Records Start Marker
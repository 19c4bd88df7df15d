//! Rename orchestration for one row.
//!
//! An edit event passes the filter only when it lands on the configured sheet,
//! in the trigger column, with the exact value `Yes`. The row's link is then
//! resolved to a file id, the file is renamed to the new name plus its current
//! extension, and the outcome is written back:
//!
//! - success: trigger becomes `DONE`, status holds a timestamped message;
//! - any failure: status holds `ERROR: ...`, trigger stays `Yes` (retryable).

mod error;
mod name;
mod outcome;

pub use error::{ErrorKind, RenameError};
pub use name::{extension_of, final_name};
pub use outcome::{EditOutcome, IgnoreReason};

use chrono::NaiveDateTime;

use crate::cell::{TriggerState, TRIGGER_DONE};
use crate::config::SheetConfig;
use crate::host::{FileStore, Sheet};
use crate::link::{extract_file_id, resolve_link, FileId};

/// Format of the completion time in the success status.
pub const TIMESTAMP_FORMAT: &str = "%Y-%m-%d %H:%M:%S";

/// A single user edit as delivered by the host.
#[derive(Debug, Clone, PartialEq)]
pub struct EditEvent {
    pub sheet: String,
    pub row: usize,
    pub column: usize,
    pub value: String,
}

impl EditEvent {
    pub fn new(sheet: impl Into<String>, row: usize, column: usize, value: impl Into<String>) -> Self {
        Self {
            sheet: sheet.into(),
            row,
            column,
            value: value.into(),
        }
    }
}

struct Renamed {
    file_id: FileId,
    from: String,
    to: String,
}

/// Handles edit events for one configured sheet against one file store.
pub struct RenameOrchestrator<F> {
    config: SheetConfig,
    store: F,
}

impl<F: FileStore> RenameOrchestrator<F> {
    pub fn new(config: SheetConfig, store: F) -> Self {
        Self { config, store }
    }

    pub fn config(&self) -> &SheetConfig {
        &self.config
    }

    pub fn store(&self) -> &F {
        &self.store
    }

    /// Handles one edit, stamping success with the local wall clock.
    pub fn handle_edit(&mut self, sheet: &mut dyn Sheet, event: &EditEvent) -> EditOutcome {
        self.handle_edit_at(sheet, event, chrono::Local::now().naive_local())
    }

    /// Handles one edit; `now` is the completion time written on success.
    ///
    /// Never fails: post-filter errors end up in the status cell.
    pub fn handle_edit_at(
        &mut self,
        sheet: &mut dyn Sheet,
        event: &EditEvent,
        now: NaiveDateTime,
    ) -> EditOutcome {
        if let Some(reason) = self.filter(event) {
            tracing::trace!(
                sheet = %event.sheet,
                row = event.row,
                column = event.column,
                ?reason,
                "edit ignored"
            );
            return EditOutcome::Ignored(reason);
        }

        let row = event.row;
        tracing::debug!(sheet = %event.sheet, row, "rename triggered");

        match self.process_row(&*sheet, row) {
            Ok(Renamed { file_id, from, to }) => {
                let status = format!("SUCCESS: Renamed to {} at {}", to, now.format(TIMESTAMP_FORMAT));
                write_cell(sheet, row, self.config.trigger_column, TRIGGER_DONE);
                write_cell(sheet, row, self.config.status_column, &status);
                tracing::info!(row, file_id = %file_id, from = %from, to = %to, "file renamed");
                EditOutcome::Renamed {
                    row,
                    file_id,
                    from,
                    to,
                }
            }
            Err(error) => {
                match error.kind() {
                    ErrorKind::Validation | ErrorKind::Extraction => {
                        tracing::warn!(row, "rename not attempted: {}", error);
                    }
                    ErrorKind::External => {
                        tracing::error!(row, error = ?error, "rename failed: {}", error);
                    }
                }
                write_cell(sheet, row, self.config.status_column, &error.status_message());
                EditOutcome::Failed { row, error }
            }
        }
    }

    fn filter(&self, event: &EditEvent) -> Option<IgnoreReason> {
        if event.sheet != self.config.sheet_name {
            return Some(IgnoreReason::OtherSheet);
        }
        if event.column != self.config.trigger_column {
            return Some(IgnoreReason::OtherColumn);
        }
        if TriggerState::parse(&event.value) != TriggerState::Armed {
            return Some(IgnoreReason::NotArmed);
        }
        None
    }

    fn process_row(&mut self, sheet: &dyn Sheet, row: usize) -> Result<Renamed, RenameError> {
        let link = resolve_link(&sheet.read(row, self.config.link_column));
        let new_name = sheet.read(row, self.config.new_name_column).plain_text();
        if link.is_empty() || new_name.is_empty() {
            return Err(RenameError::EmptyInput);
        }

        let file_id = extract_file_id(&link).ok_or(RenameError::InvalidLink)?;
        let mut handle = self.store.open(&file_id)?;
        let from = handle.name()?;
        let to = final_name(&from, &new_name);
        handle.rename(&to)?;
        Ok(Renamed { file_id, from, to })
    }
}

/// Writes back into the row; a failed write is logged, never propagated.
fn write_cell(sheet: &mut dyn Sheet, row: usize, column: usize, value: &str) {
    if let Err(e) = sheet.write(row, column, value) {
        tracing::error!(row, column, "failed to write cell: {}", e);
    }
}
Records End Marker
Instructions for the task: Repeat the material in full, exactly as written.

Your solution:
repository 19c4bd88df7df15d
//! Rename orchestration for one row.
//!
//! An edit event passes the filter only when it lands on the configured sheet,
//! in the trigger column, with the exact value `Yes`. The row's link is then
//! resolved to a file id, the file is renamed to the new name plus its current
//! extension, and the outcome is written back:
//!
//! - success: trigger becomes `DONE`, status holds a timestamped message;
//! - any failure: status holds `ERROR: ...`, trigger stays `Yes` (retryable).

mod error;
mod name;
mod outcome;

pub use error::{ErrorKind, RenameError};
pub use name::{extension_of, final_name};
pub use outcome::{EditOutcome, IgnoreReason};

use chrono::NaiveDateTime;

use crate::cell::{TriggerState, TRIGGER_DONE};
use crate::config::SheetConfig;
use crate::host::{FileStore, Sheet};
use crate::link::{extract_file_id, resolve_link, FileId};

/// Format of the completion time in the success status.
pub const TIMESTAMP_FORMAT: &str = "%Y-%m-%d %H:%M:%S";

/// A single user edit as delivered by the host.
#[derive(Debug, Clone, PartialEq)]
pub struct EditEvent {
    pub sheet: String,
    pub row: usize,
    pub column: usize,
    pub value: String,
}

impl EditEvent {
    pub fn new(sheet: impl Into<String>, row: usize, column: usize, value: impl Into<String>) -> Self {
        Self {
            sheet: sheet.into(),
            row,
            column,
            value: value.into(),
        }
    }
}

struct Renamed {
    file_id: FileId,
    from: String,
    to: String,
}

/// Handles edit events for one configured sheet against one file store.
pub struct RenameOrchestrator<F> {
    config: SheetConfig,
    store: F,
}

impl<F: FileStore> RenameOrchestrator<F> {
    pub fn new(config: SheetConfig, store: F) -> Self {
        Self { config, store }
    }

    pub fn config(&self) -> &SheetConfig {
        &self.config
    }

    pub fn store(&self) -> &F {
        &self.store
    }

    /// Handles one edit, stamping success with the local wall clock.
    pub fn handle_edit(&mut self, sheet: &mut dyn Sheet, event: &EditEvent) -> EditOutcome {
        self.handle_edit_at(sheet, event, chrono::Local::now().naive_local())
    }

    /// Handles one edit; `now` is the completion time written on success.
    ///
    /// Never fails: post-filter errors end up in the status cell.
    pub fn handle_edit_at(
        &mut self,
        sheet: &mut dyn Sheet,
        event: &EditEvent,
        now: NaiveDateTime,
    ) -> EditOutcome {
        if let Some(reason) = self.filter(event) {
            tracing::trace!(
                sheet = %event.sheet,
                row = event.row,
                column = event.column,
                ?reason,
                "edit ignored"
            );
            return EditOutcome::Ignored(reason);
        }

        let row = event.row;
        tracing::debug!(sheet = %event.sheet, row, "rename triggered");

        match self.process_row(&*sheet, row) {
            Ok(Renamed { file_id, from, to }) => {
                let status = format!("SUCCESS: Renamed to {} at {}", to, now.format(TIMESTAMP_FORMAT));
                write_cell(sheet, row, self.config.trigger_column, TRIGGER_DONE);
                write_cell(sheet, row, self.config.status_column, &status);
                tracing::info!(row, file_id = %file_id, from = %from, to = %to, "file renamed");
                EditOutcome::Renamed {
                    row,
                    file_id,
                    from,
                    to,
                }
            }
            Err(error) => {
                match error.kind() {
                    ErrorKind::Validation | ErrorKind::Extraction => {
                        tracing::warn!(row, "rename not attempted: {}", error);
                    }
                    ErrorKind::External => {
                        tracing::error!(row, error = ?error, "rename failed: {}", error);
                    }
                }
                write_cell(sheet, row, self.config.status_column, &error.status_message());
                EditOutcome::Failed { row, error }
            }
        }
    }

    fn filter(&self, event: &EditEvent) -> Option<IgnoreReason> {
        if event.sheet != self.config.sheet_name {
            return Some(IgnoreReason::OtherSheet);
        }
        if event.column != self.config.trigger_column {
            return Some(IgnoreReason::OtherColumn);
        }
        if TriggerState::parse(&event.value) != TriggerState::Armed {
            return Some(IgnoreReason::NotArmed);
        }
        None
    }

    fn process_row(&mut self, sheet: &dyn Sheet, row: usize) -> Result<Renamed, RenameError> {
        let link = resolve_link(&sheet.read(row, self.config.link_column));
        let new_name = sheet.read(row, self.config.new_name_column).plain_text();
        if link.is_empty() || new_name.is_empty() {
            return Err(RenameError::EmptyInput);
        }

        let file_id = extract_file_id(&link).ok_or(RenameError::InvalidLink)?;
        let mut handle = self.store.open(&file_id)?;
        let from = handle.name()?;
        let to = final_name(&from, &new_name);
        handle.rename(&to)?;
        Ok(Renamed { file_id, from, to })
    }
}

/// Writes back into the row; a failed write is logged, never propagated.
fn write_cell(sheet: &mut dyn Sheet, row: usize, column: usize, value: &str) {
    if let Err(e) = sheet.write(row, column, value) {
        tracing::error!(row, column, "failed to write cell: {}", e);
    }
}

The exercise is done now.